━━━━━ INFORMATION

//! Protocol coordinator: the top-level owner. Constructs the routing
//! table, registry, dispatcher, scheduler, and network service; runs the
//! single main task that drains received radio frames and turns slot
//! transitions into radio state changes and dispatched frames.

use std::sync::{Arc, Mutex};

use crate::config::LoRaMeshProtocolConfig;
use crate::dispatcher::MessageQueueDispatcher;
use crate::error::MeshError;
use crate::logging::{log_error, log_warn};
use crate::network::{NetworkEvent, NetworkEventCallback, NetworkService};
use crate::radio::{RadioConfig, RadioDriver, RadioState, ReceivedFrame};
use crate::registry::NetworkNodeRegistry;
use crate::routing::DistanceVectorRoutingTable;
use crate::rtos::{QueueReceiveResult, Rtos, TaskPriority};
use crate::superframe::{SlotType, SuperframeScheduler};
use crate::wire::Message;

const RECEIVE_QUEUE_CAPACITY: usize = 32;
const MAINTENANCE_POLL_INTERVAL_MS: u32 = 1;

/// Top-level owner of one node's protocol stack. Generic over the radio
/// driver and the RTOS so the same coordinator code runs against real
/// hardware or a [`crate::radio::MockRadio`] under [`crate::rtos::virtual_rtos::VirtualRtos`].
pub struct ProtocolCoordinator<R: Rtos, Radio: RadioDriver + 'static> {
    rtos: Arc<R>,
    radio: Arc<Radio>,
    config: LoRaMeshProtocolConfig,
    routing: Arc<DistanceVectorRoutingTable>,
    registry: Arc<NetworkNodeRegistry>,
    dispatcher: Arc<MessageQueueDispatcher>,
    scheduler: Arc<SuperframeScheduler<R>>,
    network: Arc<NetworkService<R>>,
    receive_queue: R::Queue<ReceivedFrame>,
    main_task: Mutex<Option<R::Task>>,
}

impl<R: Rtos, Radio: RadioDriver + 'static> ProtocolCoordinator<R, Radio> {
    pub fn new(config: LoRaMeshProtocolConfig, rtos: Arc<R>, radio: Arc<Radio>) -> Result<Arc<Self>, MeshError> {
        config.validate()?;
        let routing = Arc::new(DistanceVectorRoutingTable::with_limits(
            config.node_address,
            config.max_hops,
            config.max_network_nodes,
        ));
        let registry = Arc::new(NetworkNodeRegistry::new(config.max_network_nodes));
        let dispatcher = Arc::new(MessageQueueDispatcher::new());
        dispatcher.set_max_size(config.max_network_nodes.max(8) as usize);
        let scheduler = SuperframeScheduler::new(rtos.clone(), config.total_slots, config.slot_duration_ms);
        let network = Arc::new(NetworkService::new(
            config.clone(),
            routing.clone(),
            registry.clone(),
            scheduler.clone(),
            dispatcher.clone(),
        ));
        let receive_queue = rtos.create_queue(RECEIVE_QUEUE_CAPACITY);

        let coordinator = Arc::new(ProtocolCoordinator {
            rtos,
            radio,
            config,
            routing,
            registry,
            dispatcher,
            scheduler,
            network,
            receive_queue,
            main_task: Mutex::new(None),
        });

        let isr_queue = coordinator.receive_queue.clone();
        let isr_rtos = coordinator.rtos.clone();
        coordinator.radio.set_on_receive(Box::new(move |frame| {
            let _ = isr_rtos.send_to_queue_isr(&isr_queue, frame);
        }));

        Ok(coordinator)
    }

    pub fn network(&self) -> &Arc<NetworkService<R>> {
        &self.network
    }

    pub fn routing_table(&self) -> &Arc<DistanceVectorRoutingTable> {
        &self.routing
    }

    pub fn registry(&self) -> &Arc<NetworkNodeRegistry> {
        &self.registry
    }

    pub fn set_on_network_event(&self, callback: NetworkEventCallback) {
        self.network.set_on_event(callback);
    }

    /// Brings the radio up, arms the scheduler, starts the network
    /// service, and spawns the main drain-and-dispatch task.
    pub fn start(self: &Arc<Self>, now: u32) -> Result<(), MeshError> {
        self.radio.begin(RadioConfig::default())?;
        self.radio.start_receive()?;
        self.network.start(now)?;
        self.scheduler.start(now)?;

        let coordinator = self.clone();
        let task = self.rtos.spawn("protocol-coordinator", TaskPriority::High, move || {
            coordinator.main_loop();
        });
        *self.main_task.lock().unwrap() = Some(task);
        Ok(())
    }

    pub fn stop(&self) -> Result<(), MeshError> {
        self.scheduler.stop()?;
        self.rtos.request_stop();
        if let Some(task) = self.main_task.lock().unwrap().take() {
            self.rtos.delete_task(task);
        }
        self.radio.sleep()?;
        Ok(())
    }

    fn main_loop(self: Arc<Self>) {
        while !self.rtos.should_stop() {
            match self
                .rtos
                .receive_from_queue(&self.receive_queue, MAINTENANCE_POLL_INTERVAL_MS)
            {
                QueueReceiveResult::Ok(frame) => self.handle_received_frame(&frame),
                QueueReceiveResult::Timeout => {}
                QueueReceiveResult::Empty | QueueReceiveResult::Error => break,
            }
            let now = self.rtos.tick_count();
            self.network.run_maintenance(now);
            self.drive_slot(now);
        }
    }

    fn handle_received_frame(&self, frame: &ReceivedFrame) {
        let now = self.rtos.tick_count();
        match Message::deserialize(&frame.bytes) {
            Ok(message) => {
                let _ = self.network.handle_message(&message, now);
            }
            Err(err) => {
                log_warn(
                    self.config.node_address,
                    &format!("dropping malformed frame ({} bytes): {err}", frame.bytes.len()),
                );
            }
        }
    }

    /// Responds to the current slot: switches the radio into the right
    /// state and, for a transmit slot, extracts and sends one queued frame.
    /// If a CONTROL_TX slot has nothing queued, a routing-table broadcast
    /// is synthesized on the fly so convergence keeps making progress.
    fn drive_slot(&self, now: u32) {
        let slot_table = self.network.slot_table();
        let slot_type = self.scheduler.current_slot_type(&slot_table, now);
        match slot_type {
            SlotType::Tx | SlotType::ControlTx | SlotType::DiscoveryTx => {
                let message = self.dispatcher.extract(slot_type).or_else(|| {
                    (slot_type == SlotType::ControlTx).then(|| self.network.build_route_table_message(now))
                });
                if let Some(message) = message {
                    self.transmit(message);
                }
                self.try_start_receive();
            }
            SlotType::Rx | SlotType::ControlRx | SlotType::DiscoveryRx => {
                self.try_start_receive();
            }
            SlotType::Sleep => {
                if let Err(err) = self.radio.sleep() {
                    log_warn(self.config.node_address, &format!("failed to sleep radio: {err}"));
                }
            }
        }
    }

    fn transmit(&self, message: Message) {
        let bytes = match message.serialize() {
            Ok(bytes) => bytes,
            Err(err) => {
                log_error(self.config.node_address, &format!("failed to serialize outgoing frame: {err}"));
                return;
            }
        };
        if let Err(err) = self.radio.set_state(RadioState::Transmit) {
            log_error(self.config.node_address, &format!("failed to switch radio to transmit: {err}"));
            return;
        }
        if let Err(err) = self.radio.send(&bytes) {
            log_error(self.config.node_address, &format!("failed to send frame: {err}"));
        }
    }

    fn try_start_receive(&self) {
        if let Err(err) = self.radio.start_receive() {
            log_warn(self.config.node_address, &format!("failed to start receive: {err}"));
        }
    }
}

#[cfg(test)]
mod tests {
    use super::*;
    use crate::radio::MockRadioBus;
    use crate::rtos::virtual_rtos::VirtualRtos;
    use std::sync::atomic::{AtomicUsize, Ordering};

    #[test]
    fn single_isolated_node_becomes_network_manager() {
        let mut config = LoRaMeshProtocolConfig::default();
        config.node_address = 1;
        config.discovery_timeout_ms = 100;
        config.total_slots = 8;
        config.slot_duration_ms = 10;

        let rtos = Arc::new(VirtualRtos::new());
        let bus = MockRadioBus::new(0);
        let radio = crate::radio::MockRadio::new(1, &bus);
        let coordinator = ProtocolCoordinator::new(config, rtos.clone(), radio).unwrap();

        let became_manager = Arc::new(AtomicUsize::new(0));
        let became_manager_clone = became_manager.clone();
        coordinator.set_on_network_event(Box::new(move |event| {
            if let NetworkEvent::RouteAdded { .. } = event {
                became_manager_clone.fetch_add(1, Ordering::SeqCst);
            }
        }));

        coordinator.start(rtos.now()).unwrap();
        for _ in 0..50 {
            rtos.advance_time(20);
            std::thread::sleep(std::time::Duration::from_millis(2));
            if coordinator.network().state() == crate::network::ProtocolState::NetworkManager {
                break;
            }
        }
        assert_eq!(coordinator.network().state(), crate::network::ProtocolState::NetworkManager);
        coordinator.stop().unwrap();
    }
}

━━━━━━━━━━

ABOUT THIS EXERCISE: The answer must consist of every line from the entries above that contains "registry".

RESPONSE AREA:
//! table, registry, dispatcher, scheduler, and network service; runs the
use crate::registry::NetworkNodeRegistry;
    registry: Arc<NetworkNodeRegistry>,
        let registry = Arc::new(NetworkNodeRegistry::new(config.max_network_nodes));
            registry.clone(),
            registry,
    pub fn registry(&self) -> &Arc<NetworkNodeRegistry> {
        &self.registry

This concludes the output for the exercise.